Optionally, the technical field of face recognition includes intelligent security, video monitoring and public security investigation.
The invention has the beneficial effects that:
the invention integrates the image generation technology into the video face recognition, and aggregates a plurality of low-quality video sequences into a single high-quality front face image through the aggregation network, thereby overcoming the defect of extracting image characteristics frame by frame in the current video face recognition technology and improving the video face recognition efficiency.
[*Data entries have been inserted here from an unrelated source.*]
//! Frame descriptors - per-frame metadata for the buffer pool.
//!
//! One [`FrameDescriptor`] per frame, array-indexed by frame id. The
//! descriptor records which page the frame holds (if any), how many
//! callers have it pinned, whether its bytes differ from disk, and the
//! reference bit the clock scan uses to approximate recency.

use crate::common::{FrameId, PageId, PageKey};
use crate::storage::FileHandle;

/// Metadata for one frame of the buffer pool.
///
/// Plain fields: every read and write happens under the manager's
/// metadata lock, which is what makes index updates and descriptor
/// updates atomic as a unit.
///
/// `file` and `valid` are tracked separately: a descriptor that names a
/// file while `valid` is false is a corrupt state the manager detects
/// and reports.
#[derive(Debug)]
pub(crate) struct FrameDescriptor {
    /// Fixed at pool construction, never changes.
    pub(crate) frame_id: FrameId,
    /// Whether the frame currently holds a resident page.
    pub(crate) valid: bool,
    /// Owning file of the resident page.
    pub(crate) file: Option<FileHandle>,
    /// Page number within the owning file.
    pub(crate) page_no: PageId,
    /// Outstanding holders requiring the page to stay resident.
    pub(crate) pin_count: u32,
    /// True iff the in-memory bytes differ from disk.
    pub(crate) dirty: bool,
    /// Set on access, cleared by the clock hand passing over.
    pub(crate) ref_bit: bool,
}

impl FrameDescriptor {
    /// Create an empty descriptor for the given frame.
    pub(crate) fn new(frame_id: FrameId) -> Self {
        Self {
            frame_id,
            valid: false,
            file: None,
            page_no: PageId::INVALID,
            pin_count: 0,
            dirty: false,
            ref_bit: false,
        }
    }

    /// Install a freshly loaded page: valid, pinned once, referenced,
    /// clean.
    pub(crate) fn assign(&mut self, file: FileHandle, page_no: PageId) {
        self.valid = true;
        self.file = Some(file);
        self.page_no = page_no;
        self.pin_count = 1;
        self.dirty = false;
        self.ref_bit = true;
    }

    /// Return the descriptor to the empty state.
    pub(crate) fn reset(&mut self) {
        self.valid = false;
        self.file = None;
        self.page_no = PageId::INVALID;
        self.pin_count = 0;
        self.dirty = false;
        self.ref_bit = false;
    }

    /// The page-index key of the resident page, if a file is recorded.
    pub(crate) fn key(&self) -> Option<PageKey> {
        self.file
            .as_ref()
            .map(|f| PageKey::new(f.id(), self.page_no))
    }

    /// Whether any caller currently holds the page.
    #[inline]
    pub(crate) fn is_pinned(&self) -> bool {
        self.pin_count > 0
    }
}
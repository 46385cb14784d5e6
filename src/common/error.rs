//! Error types for clockcache.

use crate::common::{FrameId, PageId, PageKey};

/// Convenient Result type alias.
///
/// Instead of writing `Result<T, Error>` everywhere, we can write
/// `Result<T>`, the same pattern as `std::io::Result`.
pub type Result<T> = std::result::Result<T, Error>;

/// All possible errors in clockcache.
///
/// A single crate-wide enum keeps error handling consistent across the
/// buffer and storage layers. Page-index misses are *not* errors: lookups
/// return `Option` and the miss path is ordinary control flow.
#[derive(Debug, thiserror::Error)]
pub enum Error {
    /// I/O error from the underlying file operations.
    #[error("I/O error: {0}")]
    Io(#[from] std::io::Error),

    /// Requested page does not exist in the file.
    #[error("page {0} not found")]
    PageNotFound(PageId),

    /// Eviction swept the whole pool without finding an unpinned frame.
    ///
    /// Every frame is pinned; the caller must unpin something before the
    /// pool can make progress. Definite failure, not a retry signal.
    #[error("buffer pool exceeded: every frame is pinned")]
    BufferExceeded,

    /// A page-index insert hit an existing entry.
    ///
    /// The same page is never legitimately inserted twice, so this
    /// indicates a logic error rather than a recoverable condition.
    #[error("{0} is already present in the page index")]
    DuplicateEntry(PageKey),

    /// Attempted to unpin a page whose pin count is already zero.
    ///
    /// Points at mismatched pin/unpin bookkeeping in the caller.
    #[error("page {page_no} of file '{file}' is not pinned")]
    PageNotPinned { file: String, page_no: PageId },

    /// A file-wide flush found one of the file's pages still pinned.
    ///
    /// The caller must unpin and retry; nothing was flushed or evicted.
    #[error("page {page_no} of file '{file}' is still pinned")]
    PagePinned { file: String, page_no: PageId },

    /// Frame metadata is internally inconsistent (a frame claims a file
    /// while marked invalid). Manager state is corrupt.
    #[error("{0} metadata is inconsistent")]
    BadBuffer(FrameId),
}
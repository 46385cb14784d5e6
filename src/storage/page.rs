//! Page - the fundamental 4KB unit of storage.

use crate::common::config::PAGE_SIZE;

/// A page of data (4KB, 4KB-aligned).
///
/// This is the unit of I/O between disk and memory. The buffer pool keeps
/// one of these per frame; files produce and consume them whole.
///
/// Alignment matches the OS page size so the storage layer can use direct
/// I/O without copying.
///
/// `Page` does not implement `Clone` outside of tests: copying 4KB should
/// be explicit.
#[repr(align(4096))]
pub struct Page {
    data: [u8; PAGE_SIZE],
}

impl Page {
    /// Create a new zeroed page.
    #[inline]
    pub fn new() -> Self {
        Self {
            data: [0u8; PAGE_SIZE],
        }
    }

    /// Get immutable slice of page data.
    #[inline]
    pub fn as_slice(&self) -> &[u8] {
        &self.data
    }

    /// Get mutable slice of page data.
    #[inline]
    pub fn as_mut_slice(&mut self) -> &mut [u8] {
        &mut self.data
    }

    /// Zero out the entire page.
    pub fn reset(&mut self) {
        self.data.fill(0);
    }

    /// Get the size of a page.
    #[inline]
    pub const fn size() -> usize {
        PAGE_SIZE
    }
}

impl Default for Page {
    fn default() -> Self {
        Self::new()
    }
}

// Clone only available in tests - forces explicit copying in production
#[cfg(test)]
impl Clone for Page {
    fn clone(&self) -> Self {
        let mut new_page = Page::new();
        new_page.data.copy_from_slice(&self.data);
        new_page
    }
}
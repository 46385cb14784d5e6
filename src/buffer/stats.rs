//! Buffer pool counters.

use std::fmt;
use std::sync::atomic::{AtomicU64, Ordering};

/// Counters tracked by the buffer pool.
///
/// All fields are atomic so any thread can bump them without a lock.
/// `Relaxed` ordering throughout: the counters are independent and only
/// need to not tear.
#[derive(Debug, Default)]
pub struct BufferStats {
    /// Lookups that found the page already resident.
    pub cache_hits: AtomicU64,

    /// Lookups that had to go to the file.
    pub cache_misses: AtomicU64,

    /// Resident pages pushed out to make room.
    pub evictions: AtomicU64,

    /// Pages read from files.
    pub pages_read: AtomicU64,

    /// Pages written back to files.
    pub pages_written: AtomicU64,
}

impl BufferStats {
    /// Create a tracker with all counters at zero.
    pub fn new() -> Self {
        Self::default()
    }

    /// Fraction of lookups served from memory (0.0 to 1.0).
    pub fn hit_rate(&self) -> f64 {
        self.snapshot().hit_rate()
    }

    /// A non-atomic copy for display and comparison.
    pub fn snapshot(&self) -> StatsSnapshot {
        StatsSnapshot {
            cache_hits: self.cache_hits.load(Ordering::Relaxed),
            cache_misses: self.cache_misses.load(Ordering::Relaxed),
            evictions: self.evictions.load(Ordering::Relaxed),
            pages_read: self.pages_read.load(Ordering::Relaxed),
            pages_written: self.pages_written.load(Ordering::Relaxed),
        }
    }
}

/// A point-in-time copy of [`BufferStats`].
#[derive(Debug, Clone, Copy, PartialEq, Eq)]
pub struct StatsSnapshot {
    pub cache_hits: u64,
    pub cache_misses: u64,
    pub evictions: u64,
    pub pages_read: u64,
    pub pages_written: u64,
}

impl StatsSnapshot {
    /// Fraction of lookups served from memory (0.0 to 1.0).
    pub fn hit_rate(&self) -> f64 {
        let total = self.cache_hits + self.cache_misses;
        if total == 0 {
            0.0
        } else {
            self.cache_hits as f64 / total as f64
        }
    }
}

impl fmt::Display for StatsSnapshot {
    fn fmt(&self, f: &mut fmt::Formatter<'_>) -> fmt::Result {
        write!(
            f,
            "Stats {{ hits: {}, misses: {}, evictions: {}, hit_rate: {:.2}% }}",
            self.cache_hits,
            self.cache_misses,
            self.evictions,
            self.hit_rate() * 100.0
        )
    }
}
The aggregation countermeasure network constructed by the invention consists of three networks, namely an aggregation network, a judgment network and an identification network, wherein the aggregation network and the judgment network form countermeasure learning, and the generated image is closer to the static image of the target set in a competitive mode; the perception loss is calculated in the high-dimensional feature space through the recognition network, so that the generated image is closer to the corresponding static image of the target set in the perception performance, and the performance of the aggregation network is improved.
The discrimination network designed by the invention adopts a softmax multi-dimensional output mode, can judge the authenticity of the image and also can discriminate the identity type of the image, and ensures that the identity type of the generated image is consistent with the static image of the target set through a resistance loss containing identity type information, so that the identity of the generated image is closer to the true value, the subsequent identification is more accurate and the identification efficiency is higher.
Drawings
In order to more clearly illustrate the technical solutions in the embodiments of the present invention, the drawings needed to be used in the description of the embodiments will be briefly introduced below, and it is obvious that the drawings in the following description are only some embodiments of the present invention, and it is obvious for those skilled in the art to obtain other drawings based on these drawings without creative efforts.
Fig. 1 is a flowchart of a video face recognition technology based on an aggregation countermeasure network according to the present invention.
Fig. 2 is a network structure diagram of an aggregation countermeasure network used in the present invention.
Fig. 3A is a partial subset display diagram of a video sequence data set used by the present invention.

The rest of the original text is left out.